:: Assigned task ::
Show each line of the entries below in which the word "must" appears.

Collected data
——
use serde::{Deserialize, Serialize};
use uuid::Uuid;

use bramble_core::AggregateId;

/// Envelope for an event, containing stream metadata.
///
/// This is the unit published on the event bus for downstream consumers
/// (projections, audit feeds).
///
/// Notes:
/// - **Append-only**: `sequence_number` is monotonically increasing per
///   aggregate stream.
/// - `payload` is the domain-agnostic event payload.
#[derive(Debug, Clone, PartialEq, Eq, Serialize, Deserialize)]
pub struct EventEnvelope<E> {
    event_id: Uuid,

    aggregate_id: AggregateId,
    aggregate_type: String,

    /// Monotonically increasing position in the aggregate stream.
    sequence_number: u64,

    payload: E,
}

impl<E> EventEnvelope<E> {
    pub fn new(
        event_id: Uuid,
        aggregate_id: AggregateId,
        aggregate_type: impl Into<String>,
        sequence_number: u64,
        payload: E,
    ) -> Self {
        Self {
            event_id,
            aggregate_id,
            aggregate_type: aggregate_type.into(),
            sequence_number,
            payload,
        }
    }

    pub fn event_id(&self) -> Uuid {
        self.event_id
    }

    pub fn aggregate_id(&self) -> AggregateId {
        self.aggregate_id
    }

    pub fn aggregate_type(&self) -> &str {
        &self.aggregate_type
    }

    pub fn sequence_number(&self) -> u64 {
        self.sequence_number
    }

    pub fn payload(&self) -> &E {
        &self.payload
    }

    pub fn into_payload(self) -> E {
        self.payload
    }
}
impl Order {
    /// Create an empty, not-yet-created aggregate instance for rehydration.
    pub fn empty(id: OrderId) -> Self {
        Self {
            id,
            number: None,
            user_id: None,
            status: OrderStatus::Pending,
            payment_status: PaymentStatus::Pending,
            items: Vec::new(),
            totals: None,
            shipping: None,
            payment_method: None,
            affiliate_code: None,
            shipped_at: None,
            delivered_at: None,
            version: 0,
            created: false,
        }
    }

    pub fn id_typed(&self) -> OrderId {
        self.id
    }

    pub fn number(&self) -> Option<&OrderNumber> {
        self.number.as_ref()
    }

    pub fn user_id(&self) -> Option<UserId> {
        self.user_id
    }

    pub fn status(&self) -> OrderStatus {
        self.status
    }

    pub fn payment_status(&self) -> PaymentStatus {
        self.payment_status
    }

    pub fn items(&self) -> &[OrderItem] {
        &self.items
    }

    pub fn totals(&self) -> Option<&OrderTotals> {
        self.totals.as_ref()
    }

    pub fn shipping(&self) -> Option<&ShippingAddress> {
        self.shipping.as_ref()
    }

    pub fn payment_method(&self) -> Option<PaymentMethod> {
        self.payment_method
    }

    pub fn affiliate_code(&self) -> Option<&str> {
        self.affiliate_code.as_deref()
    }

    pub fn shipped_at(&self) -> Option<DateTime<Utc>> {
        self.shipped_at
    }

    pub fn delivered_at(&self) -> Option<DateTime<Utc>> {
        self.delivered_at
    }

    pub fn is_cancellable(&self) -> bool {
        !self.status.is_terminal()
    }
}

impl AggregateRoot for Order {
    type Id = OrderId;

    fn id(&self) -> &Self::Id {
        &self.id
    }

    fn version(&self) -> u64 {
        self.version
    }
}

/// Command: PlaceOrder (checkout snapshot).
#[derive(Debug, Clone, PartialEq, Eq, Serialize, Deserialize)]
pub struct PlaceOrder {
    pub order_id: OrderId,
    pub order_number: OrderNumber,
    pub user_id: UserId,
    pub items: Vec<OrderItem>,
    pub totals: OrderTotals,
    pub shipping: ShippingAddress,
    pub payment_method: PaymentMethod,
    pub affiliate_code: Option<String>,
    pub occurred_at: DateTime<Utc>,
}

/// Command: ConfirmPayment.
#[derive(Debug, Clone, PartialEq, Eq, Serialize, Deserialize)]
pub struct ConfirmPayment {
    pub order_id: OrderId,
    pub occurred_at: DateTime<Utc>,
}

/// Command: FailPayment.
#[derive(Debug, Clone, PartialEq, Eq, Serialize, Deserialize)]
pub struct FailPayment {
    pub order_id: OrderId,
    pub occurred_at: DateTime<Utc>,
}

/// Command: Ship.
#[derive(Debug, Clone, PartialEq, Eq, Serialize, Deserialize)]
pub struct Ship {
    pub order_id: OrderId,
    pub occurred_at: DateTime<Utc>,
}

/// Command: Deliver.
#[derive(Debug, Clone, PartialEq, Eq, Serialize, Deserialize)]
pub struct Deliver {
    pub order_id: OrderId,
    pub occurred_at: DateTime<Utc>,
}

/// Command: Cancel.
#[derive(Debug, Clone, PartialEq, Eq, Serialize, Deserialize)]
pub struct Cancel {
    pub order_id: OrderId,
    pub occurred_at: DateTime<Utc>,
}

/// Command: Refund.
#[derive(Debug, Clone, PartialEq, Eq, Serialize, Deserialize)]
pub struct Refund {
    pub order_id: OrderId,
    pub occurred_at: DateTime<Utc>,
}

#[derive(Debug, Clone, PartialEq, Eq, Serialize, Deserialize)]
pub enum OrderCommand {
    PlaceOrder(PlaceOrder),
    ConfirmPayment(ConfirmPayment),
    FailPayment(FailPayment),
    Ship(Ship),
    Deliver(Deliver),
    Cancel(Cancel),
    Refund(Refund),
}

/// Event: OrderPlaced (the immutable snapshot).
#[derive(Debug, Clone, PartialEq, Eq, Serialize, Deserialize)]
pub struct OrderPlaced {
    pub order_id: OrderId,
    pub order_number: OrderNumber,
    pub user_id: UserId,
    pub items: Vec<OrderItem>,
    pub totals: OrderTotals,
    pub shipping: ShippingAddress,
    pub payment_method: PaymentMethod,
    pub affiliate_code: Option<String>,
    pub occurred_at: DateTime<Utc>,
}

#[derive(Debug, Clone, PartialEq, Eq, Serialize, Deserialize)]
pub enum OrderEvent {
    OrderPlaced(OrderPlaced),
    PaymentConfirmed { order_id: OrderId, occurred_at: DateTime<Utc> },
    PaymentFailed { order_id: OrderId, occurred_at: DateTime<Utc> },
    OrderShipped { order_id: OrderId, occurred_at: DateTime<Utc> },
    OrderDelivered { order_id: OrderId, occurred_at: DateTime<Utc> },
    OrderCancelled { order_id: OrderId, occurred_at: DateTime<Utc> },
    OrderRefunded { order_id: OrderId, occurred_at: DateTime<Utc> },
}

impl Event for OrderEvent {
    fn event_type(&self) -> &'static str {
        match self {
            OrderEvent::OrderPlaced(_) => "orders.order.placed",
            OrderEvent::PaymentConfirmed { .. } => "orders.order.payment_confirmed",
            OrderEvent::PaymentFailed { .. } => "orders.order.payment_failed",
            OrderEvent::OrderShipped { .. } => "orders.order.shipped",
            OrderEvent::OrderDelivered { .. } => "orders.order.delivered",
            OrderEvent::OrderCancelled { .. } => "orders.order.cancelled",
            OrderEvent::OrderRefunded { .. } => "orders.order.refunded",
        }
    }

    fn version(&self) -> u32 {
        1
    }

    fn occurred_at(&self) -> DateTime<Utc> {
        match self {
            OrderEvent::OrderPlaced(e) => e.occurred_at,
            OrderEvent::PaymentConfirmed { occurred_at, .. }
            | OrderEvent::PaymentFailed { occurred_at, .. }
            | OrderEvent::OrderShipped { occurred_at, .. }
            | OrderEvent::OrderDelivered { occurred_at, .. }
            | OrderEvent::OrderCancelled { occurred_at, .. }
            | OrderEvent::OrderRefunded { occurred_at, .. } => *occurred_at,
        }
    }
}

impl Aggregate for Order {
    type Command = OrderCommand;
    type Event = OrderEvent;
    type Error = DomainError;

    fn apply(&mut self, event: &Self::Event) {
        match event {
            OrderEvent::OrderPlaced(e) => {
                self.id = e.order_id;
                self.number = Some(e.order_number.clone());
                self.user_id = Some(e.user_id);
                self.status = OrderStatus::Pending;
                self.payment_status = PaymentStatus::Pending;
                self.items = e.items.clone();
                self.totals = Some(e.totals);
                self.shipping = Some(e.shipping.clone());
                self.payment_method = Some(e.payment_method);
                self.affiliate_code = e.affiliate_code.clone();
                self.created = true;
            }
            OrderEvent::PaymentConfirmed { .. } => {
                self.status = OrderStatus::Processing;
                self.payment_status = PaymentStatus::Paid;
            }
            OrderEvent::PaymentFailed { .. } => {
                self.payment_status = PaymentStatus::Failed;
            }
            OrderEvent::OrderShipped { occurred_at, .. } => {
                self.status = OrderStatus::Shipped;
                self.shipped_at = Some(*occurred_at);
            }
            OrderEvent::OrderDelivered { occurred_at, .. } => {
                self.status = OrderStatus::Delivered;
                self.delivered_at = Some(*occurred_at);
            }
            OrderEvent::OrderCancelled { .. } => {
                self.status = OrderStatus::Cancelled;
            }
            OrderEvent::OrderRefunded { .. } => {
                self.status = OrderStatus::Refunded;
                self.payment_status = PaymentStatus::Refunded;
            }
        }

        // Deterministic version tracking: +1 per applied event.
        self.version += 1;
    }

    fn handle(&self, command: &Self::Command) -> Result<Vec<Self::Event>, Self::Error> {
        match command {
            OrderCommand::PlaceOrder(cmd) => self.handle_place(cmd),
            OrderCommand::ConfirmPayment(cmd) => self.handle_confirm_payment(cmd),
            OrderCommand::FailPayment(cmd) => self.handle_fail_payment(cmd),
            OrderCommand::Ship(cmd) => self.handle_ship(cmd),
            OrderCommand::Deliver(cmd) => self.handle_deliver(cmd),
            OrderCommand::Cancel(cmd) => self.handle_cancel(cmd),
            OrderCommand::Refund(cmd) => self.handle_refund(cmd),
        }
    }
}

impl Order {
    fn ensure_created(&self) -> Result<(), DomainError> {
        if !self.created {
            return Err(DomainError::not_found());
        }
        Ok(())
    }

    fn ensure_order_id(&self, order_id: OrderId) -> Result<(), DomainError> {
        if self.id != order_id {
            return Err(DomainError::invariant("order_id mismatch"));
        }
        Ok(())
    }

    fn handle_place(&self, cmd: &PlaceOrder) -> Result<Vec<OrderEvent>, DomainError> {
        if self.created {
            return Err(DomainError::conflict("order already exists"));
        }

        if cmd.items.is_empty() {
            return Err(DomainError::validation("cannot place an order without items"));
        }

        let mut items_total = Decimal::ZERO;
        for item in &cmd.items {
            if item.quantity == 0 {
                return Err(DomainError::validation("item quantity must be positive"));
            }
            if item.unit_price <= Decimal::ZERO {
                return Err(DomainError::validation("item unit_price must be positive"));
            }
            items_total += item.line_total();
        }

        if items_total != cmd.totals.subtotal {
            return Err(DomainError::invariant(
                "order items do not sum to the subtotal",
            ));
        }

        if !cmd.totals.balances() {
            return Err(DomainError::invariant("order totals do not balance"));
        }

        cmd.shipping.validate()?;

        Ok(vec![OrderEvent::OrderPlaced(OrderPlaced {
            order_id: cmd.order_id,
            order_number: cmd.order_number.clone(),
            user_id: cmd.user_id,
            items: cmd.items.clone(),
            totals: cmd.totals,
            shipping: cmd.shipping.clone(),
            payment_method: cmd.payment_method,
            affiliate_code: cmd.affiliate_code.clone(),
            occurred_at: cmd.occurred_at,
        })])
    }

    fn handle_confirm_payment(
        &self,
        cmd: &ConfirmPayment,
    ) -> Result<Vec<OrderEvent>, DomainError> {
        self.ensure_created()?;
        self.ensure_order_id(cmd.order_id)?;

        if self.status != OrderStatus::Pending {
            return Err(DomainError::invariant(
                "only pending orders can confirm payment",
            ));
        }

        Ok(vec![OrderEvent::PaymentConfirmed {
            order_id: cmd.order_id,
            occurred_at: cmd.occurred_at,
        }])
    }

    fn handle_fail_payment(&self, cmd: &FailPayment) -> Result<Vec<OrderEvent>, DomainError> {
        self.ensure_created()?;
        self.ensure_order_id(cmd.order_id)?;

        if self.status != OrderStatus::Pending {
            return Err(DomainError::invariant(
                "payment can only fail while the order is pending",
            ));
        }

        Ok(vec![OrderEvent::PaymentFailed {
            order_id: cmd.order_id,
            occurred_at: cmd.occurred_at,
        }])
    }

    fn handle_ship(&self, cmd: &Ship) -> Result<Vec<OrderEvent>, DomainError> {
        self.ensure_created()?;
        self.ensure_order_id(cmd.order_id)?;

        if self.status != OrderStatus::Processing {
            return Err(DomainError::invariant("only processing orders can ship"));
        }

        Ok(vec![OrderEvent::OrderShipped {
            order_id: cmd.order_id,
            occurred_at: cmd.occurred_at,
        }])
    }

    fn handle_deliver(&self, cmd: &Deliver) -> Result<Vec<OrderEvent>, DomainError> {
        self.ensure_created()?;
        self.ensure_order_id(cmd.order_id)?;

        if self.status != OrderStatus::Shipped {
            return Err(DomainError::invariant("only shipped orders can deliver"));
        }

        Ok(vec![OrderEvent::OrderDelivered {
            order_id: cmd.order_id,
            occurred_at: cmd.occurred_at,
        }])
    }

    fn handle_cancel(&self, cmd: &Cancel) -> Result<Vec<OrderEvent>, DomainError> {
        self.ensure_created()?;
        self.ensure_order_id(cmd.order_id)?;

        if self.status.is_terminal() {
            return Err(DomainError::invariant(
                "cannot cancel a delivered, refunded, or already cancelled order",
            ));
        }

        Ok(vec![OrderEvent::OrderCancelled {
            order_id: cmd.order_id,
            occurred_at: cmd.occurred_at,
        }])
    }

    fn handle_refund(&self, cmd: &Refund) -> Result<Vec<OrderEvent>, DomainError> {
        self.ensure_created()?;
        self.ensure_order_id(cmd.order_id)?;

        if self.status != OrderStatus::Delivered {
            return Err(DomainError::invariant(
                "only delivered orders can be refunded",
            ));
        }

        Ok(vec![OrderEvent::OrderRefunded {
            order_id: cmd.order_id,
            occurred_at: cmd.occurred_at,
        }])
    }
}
——
:: Reply ::
                return Err(DomainError::validation("item quantity must be positive"));
                return Err(DomainError::validation("item unit_price must be positive"));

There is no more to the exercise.